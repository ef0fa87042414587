//! The artifact cache contract.
//!
//! The engine treats every cache as potentially remote and best-effort:
//! fetches that error degrade to misses, stores never fail a build, and one
//! blob may be indexed under several keys. Transports beyond the local
//! directory implementation live outside the core.

mod dir;

pub use dir::DirArtifactCache;

use std::collections::HashMap;

use async_trait::async_trait;
use camino::{Utf8Path, Utf8PathBuf};

use kiln_hash::RuleKey;

/// Keys and out-of-band metadata accompanying a stored blob.
#[derive(Debug, Clone)]
pub struct ArtifactInfo {
    /// Every key the blob should be retrievable under.
    pub keys: Vec<RuleKey>,
    pub metadata: HashMap<String, String>,
}

/// Outcome of a cache interaction.
#[derive(Debug, Clone)]
pub enum CacheResult {
    /// The blob was written to the requested destination.
    Hit {
        metadata: HashMap<String, String>,
        artifact_size: u64,
    },
    /// No fetch happened: the on-disk key already matched.
    LocalKeyUnchangedHit,
    Miss,
    /// The rule is not cacheable; the cache was never consulted.
    Ignored,
    /// Transport-level failure. Never fatal; the engine logs and treats it
    /// as a miss.
    Error { description: String },
}

impl CacheResult {
    pub fn is_hit(&self) -> bool {
        matches!(
            self,
            CacheResult::Hit { .. } | CacheResult::LocalKeyUnchangedHit
        )
    }
}

/// Narrow fetch/store contract the engine depends on.
#[async_trait]
pub trait ArtifactCache: Send + Sync {
    /// Fetch the blob for `key` into `dest`.
    async fn fetch(&self, key: RuleKey, dest: &Utf8Path) -> CacheResult;

    /// Store `blob` under every key in `info`. Best-effort: implementations
    /// log failures and return.
    async fn store(&self, info: ArtifactInfo, blob: Utf8PathBuf);
}

/// A cache that never hits and never stores. Stands in when caching is
/// disabled entirely.
pub struct NoopArtifactCache;

#[async_trait]
impl ArtifactCache for NoopArtifactCache {
    async fn fetch(&self, _key: RuleKey, _dest: &Utf8Path) -> CacheResult {
        CacheResult::Miss
    }

    async fn store(&self, _info: ArtifactInfo, _blob: Utf8PathBuf) {}
}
──────────
### ASSIGNED TASK
After locating the line with "key already matched." above, return that line and every later line through the one with "when caching is", word for word and with nothing else.

### ANSWER TO THIS EXERCISE
    /// No fetch happened: the on-disk key already matched.
    LocalKeyUnchangedHit,
    Miss,
    /// The rule is not cacheable; the cache was never consulted.
    Ignored,
    /// Transport-level failure. Never fatal; the engine logs and treats it
    /// as a miss.
    Error { description: String },
}

impl CacheResult {
    pub fn is_hit(&self) -> bool {
        matches!(
            self,
            CacheResult::Hit { .. } | CacheResult::LocalKeyUnchangedHit
        )
    }
}

/// Narrow fetch/store contract the engine depends on.
#[async_trait]
pub trait ArtifactCache: Send + Sync {
    /// Fetch the blob for `key` into `dest`.
    async fn fetch(&self, key: RuleKey, dest: &Utf8Path) -> CacheResult;

    /// Store `blob` under every key in `info`. Best-effort: implementations
    /// log failures and return.
    async fn store(&self, info: ArtifactInfo, blob: Utf8PathBuf);
}

/// A cache that never hits and never stores. Stands in when caching is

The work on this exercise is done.